Refugees are no longer treated as clients but as ‘participants’. They no longer receive social benefits but a salary for learning Norwegian and jobtraining. All recognised refugees in Norway have ‘the right and duty’ to attend a two year full-day Introductory Programme. Anthropologist Oddveig Nygård did fieldwork in one of these introductury centers in a small town in Western Norway.

She found that the new program on the one hand had positive effects on the relationship between refugees and the caseworkers – partly because the introductory programme allows the caseworkers to focus on other things than merely payment of benefits:

The fairly cold and bureaucratic environment of the social security office, in which the caseworkers are placed behind their desks and the refugees come to receive their social benefits, now belongs to the past. Instead, the refugees daily attend a centre where they see the caseworkers on a frequent basis. (…) The new framework has created a better basis to see the individual behind the refugee label and to obtain a more contextual image of the client. (…) The frequent encounters in more than just one setting have led to a more subtle relation between the two parties.

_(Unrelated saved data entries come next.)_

//! Goal-oriented action planning for interactive agents.
//!
//! Three cooperating parts: a backward best-first [`Planner`] that resolves
//! symbolic effect/precondition placeholders while it searches, a [`Plan`]
//! executor that drives each step through its lifecycle against the live
//! [`WorldState`], and a [`Director`] that arbitrates between candidate
//! goals by relevance and owns the current plan.
//!
//! Everything runs on the host's tick thread; the core never spawns tasks,
//! never blocks, and performs no I/O beyond optional config loading.

pub mod action;
pub mod config;
pub mod director;
pub mod error;
pub mod fsm;
pub mod goal;
pub mod plan;
pub mod planner;
pub mod render;
pub mod state;

pub use action::{Action, ActionHandle, ActionStatus, StaticAction};
pub use config::{ConfigError, PlannerConfig};
pub use director::{Director, DirectorStatus};
pub use error::{DirectorError, PlanError, PlanFailure};
pub use fsm::{FsmState, StateMachine};
pub use goal::{Goal, StaticGoal};
pub use plan::{Plan, PlanStatus, PlanStep};
pub use planner::Planner;
pub use render::{PlanRenderer, RenderFormat};
pub use state::{EffectExpr, GoalState, PrecondExpr, Value, WorldState};
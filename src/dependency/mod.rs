//
// Dependencies between nodes.
//
// Elementary dependencies are the concrete class-to-class relations from the
// input. Grouped dependencies are what is drawn: one edge per pair of
// currently visible nodes, aggregating every elementary dependency whose ends
// are represented by that pair.
//
// Submodules:
// - style: style categories and their resolution
// - grouped: the drawn edge and its geometry
// - cache: the session-owned cache of grouped dependencies
//
// Elementary dependencies are never re-pointed: when a fold hides one of its
// ends, a shifted copy is grouped instead.

use std::collections::BTreeMap;
use std::fmt;

use serde::Serialize;

use crate::tree::{NodeId, NodeTree};

pub mod cache;
pub mod grouped;
pub mod style;

pub use cache::DependencyCache;
pub use grouped::{EdgeEnds, EdgeGeometry, GroupedDependency, RimToRim};
pub use style::{DependencyStyle, DependencyStyles, StyleClass};

/// Type tag of the dependency between an inner class and its enclosing class.
pub const INNERCLASS_DEPENDENCY: &str = "INNERCLASS_DEPENDENCY";

/// Types every graph knows about, regardless of its input.
pub fn default_dependency_types() -> Vec<&'static str> {
    vec![INNERCLASS_DEPENDENCY]
}

#[derive(Debug, Clone, PartialEq, Serialize)]
pub struct ElementaryDependency {
    pub origin: NodeId,
    pub target: NodeId,
    /// `None` for dependencies shifted onto a folded ancestor.
    pub kind: Option<String>,
    pub description: String,
    pub violation: bool,
    /// Per filter: does this dependency pass it.
    matches_filter: BTreeMap<String, bool>,
}

impl ElementaryDependency {
    pub fn new(origin: NodeId, target: NodeId, kind: impl Into<String>, description: impl Into<String>) -> Self {
        Self {
            origin,
            target,
            kind: Some(kind.into()),
            description: description.into(),
            violation: false,
            matches_filter: BTreeMap::new(),
        }
    }

    /// A copy re-anchored at other (visible) end nodes. Keeps the violation
    /// flag, drops type and description.
    pub fn shifted(&self, origin: NodeId, target: NodeId) -> Self {
        Self {
            origin,
            target,
            kind: None,
            description: String::new(),
            violation: self.violation,
            matches_filter: BTreeMap::new(),
        }
    }

    pub fn kind(&self) -> Option<&str> {
        self.kind.as_deref()
    }

    pub fn set_matches_filter(&mut self, filter: &str, matches: bool) {
        self.matches_filter.insert(filter.to_string(), matches);
    }

    pub fn matches_filter(&self, filter: &str) -> Option<bool> {
        self.matches_filter.get(filter).copied()
    }

    /// True if no filter rejects this dependency.
    pub fn matches_all_filters(&self) -> bool {
        self.matches_filter.values().all(|&m| m)
    }

    pub fn mark_as_violation(&mut self) {
        self.violation = true;
    }

    pub fn unmark_as_violation(&mut self) {
        self.violation = false;
    }
}

impl fmt::Display for ElementaryDependency {
    fn fmt(&self, f: &mut fmt::Formatter<'_>) -> fmt::Result {
        f.write_str(&self.description)
    }
}

/// Cache key of a grouped dependency: the full names of both visible ends.
#[derive(Debug, Clone, PartialEq, Eq, Hash, PartialOrd, Ord, Serialize)]
pub struct DependencyKey {
    pub origin: String,
    pub target: String,
}

impl DependencyKey {
    pub fn new(tree: &NodeTree, origin: NodeId, target: NodeId) -> Self {
        Self {
            origin: tree.full_name(origin).to_string(),
            target: tree.full_name(target).to_string(),
        }
    }

    pub fn reversed(&self) -> Self {
        Self {
            origin: self.target.clone(),
            target: self.origin.clone(),
        }
    }
}

impl fmt::Display for DependencyKey {
    fn fmt(&self, f: &mut fmt::Formatter<'_>) -> fmt::Result {
        write!(f, "{}-{}", self.origin, self.target)
    }
}
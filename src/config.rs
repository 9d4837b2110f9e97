//! Graph configuration, deserializable from JSON. Every field is optional.

use serde::{Deserialize, Serialize};

use crate::dependency::DependencyStyles;
use crate::error::GraphError;
use crate::layout::LayoutConfig;
use crate::tree::Node;

#[derive(Debug, Clone, Default, PartialEq, Serialize, Deserialize)]
#[serde(default)]
pub struct GraphConfig {
    pub layout: LayoutConfig,
    pub styles: DependencyStyles,
    /// Containers at this depth or deeper start folded (the root's children
    /// have depth 1). `None` starts fully unfolded.
    pub initial_fold_depth: Option<usize>,
}

impl GraphConfig {
    pub fn from_json(json: &str) -> Result<Self, GraphError> {
        if json.trim().is_empty() {
            return Ok(Self::default());
        }
        Ok(serde_json::from_str(json)?)
    }

    /// Whether `node` starts folded.
    pub fn folds_initially(&self, node: &Node) -> bool {
        self.initial_fold_depth.is_some_and(|depth| node.depth >= depth)
    }
}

But the closer relationship between caseworkers and refugees creates ambiguity. There is a short step to the caseworkers being conceived of as a helper or a provider. Careworkers have to balance between care and control:

My study demonstrates how the motivation/sanction intersection of the introductory programme involves an element of control. Yet, the authority role tends to be diverted by the ‘fellow-being’ as they seem to have some empathy for the participant and his personal situation.

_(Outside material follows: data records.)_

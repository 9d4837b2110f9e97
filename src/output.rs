//! Output types for frontend consumption.
//!
//! A snapshot of the whole graph, serialized to JSON and handed to the
//! JavaScript side for rendering.

use serde::Serialize;

use crate::geometry::{Circle, Vector};
use crate::graph::Graph;
use crate::layout::label_offset;
use crate::tree::NodeKind;

/// A node as it should currently be drawn
#[derive(Debug, Clone, Serialize)]
pub struct NodeOutput {
    pub full_name: String,
    /// Label (may be a compressed package chain like `my.company`)
    pub name: String,
    pub kind: NodeKind,
    /// Full name of the parent, `None` for the root
    #[serde(skip_serializing_if = "Option::is_none")]
    pub parent: Option<String>,
    pub circle: Circle,
    pub label_offset: f64,
    pub visible: bool,
    pub folded: bool,
    /// CSS classes, e.g. "class foldable"
    pub class_names: String,
}

/// A grouped dependency between two visible nodes
#[derive(Debug, Clone, Serialize)]
pub struct DependencyOutput {
    pub origin: String,
    pub target: String,
    /// CSS classes, e.g. "EXTENDS severalDashed"
    pub class_names: String,
    pub violation: bool,
    pub visible: bool,
    pub start: Vector,
    pub end: Vector,
    pub has_detailed_description: bool,
}

/// Error information for the frontend
#[derive(Debug, Clone, Serialize)]
pub struct ErrorInfo {
    pub message: String,
}

/// The combined output sent to the frontend
#[derive(Debug, Clone, Serialize)]
pub struct GraphOutput {
    #[serde(skip_serializing_if = "Vec::is_empty")]
    pub nodes: Vec<NodeOutput>,
    #[serde(skip_serializing_if = "Vec::is_empty")]
    pub dependencies: Vec<DependencyOutput>,
    /// Radius of the root circle (half the drawing's width and height)
    pub radius: f64,
    #[serde(skip_serializing_if = "Option::is_none")]
    pub error: Option<ErrorInfo>,
}

impl GraphOutput {
    pub fn from_graph(graph: &Graph) -> Self {
        let tree = graph.tree();
        let cfg = &graph.config().layout;

        let nodes = tree
            .nodes()
            .filter(|n| !n.is_root())
            .map(|n| NodeOutput {
                full_name: n.full_name.clone(),
                name: n.name.clone(),
                kind: n.kind,
                parent: n.parent.filter(|&p| p != tree.root()).map(|p| tree.full_name(p).to_string()),
                circle: n.circle,
                label_offset: label_offset(tree, n.id, cfg),
                visible: tree.is_visible(n.id),
                folded: n.folded,
                class_names: tree.style(n.id).class_names(),
            })
            .collect();

        let dependencies = graph
            .grouped_dependencies()
            .map(|d| DependencyOutput {
                origin: d.key.origin.clone(),
                target: d.key.target.clone(),
                class_names: d.class_names(),
                violation: d.violation,
                visible: d.is_visible(),
                start: d.start,
                end: d.end,
                has_detailed_description: d.has_detailed_description(tree),
            })
            .collect();

        Self {
            nodes,
            dependencies,
            radius: tree.node(tree.root()).circle.r,
            error: None,
        }
    }

    pub fn error(message: impl Into<String>) -> Self {
        Self {
            nodes: Vec::new(),
            dependencies: Vec::new(),
            radius: 0.0,
            error: Some(ErrorInfo { message: message.into() }),
        }
    }
}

A drawback of the program is its focus on future planning and job acquirement, she writes. The role refugees seem most familiar with and accustomed to is the student role:

The majority of the refugee informants said they found it somewhat difficult to plan their future. (…) The main reason seems to be an expressed scepticism towards what they regard as limited job opportunities. (…) Several referred to their poor chances of getting a desirable job because they were ‘foreigners’, and some pointed to how even Norwegians face difficulties on the current labour market. Other spoke with resignation of the long process it would take to complete possible re-training and higher education. (…) As a result, the vagueness of the future planner role is likely to curb the overall role as ‘the active participant’.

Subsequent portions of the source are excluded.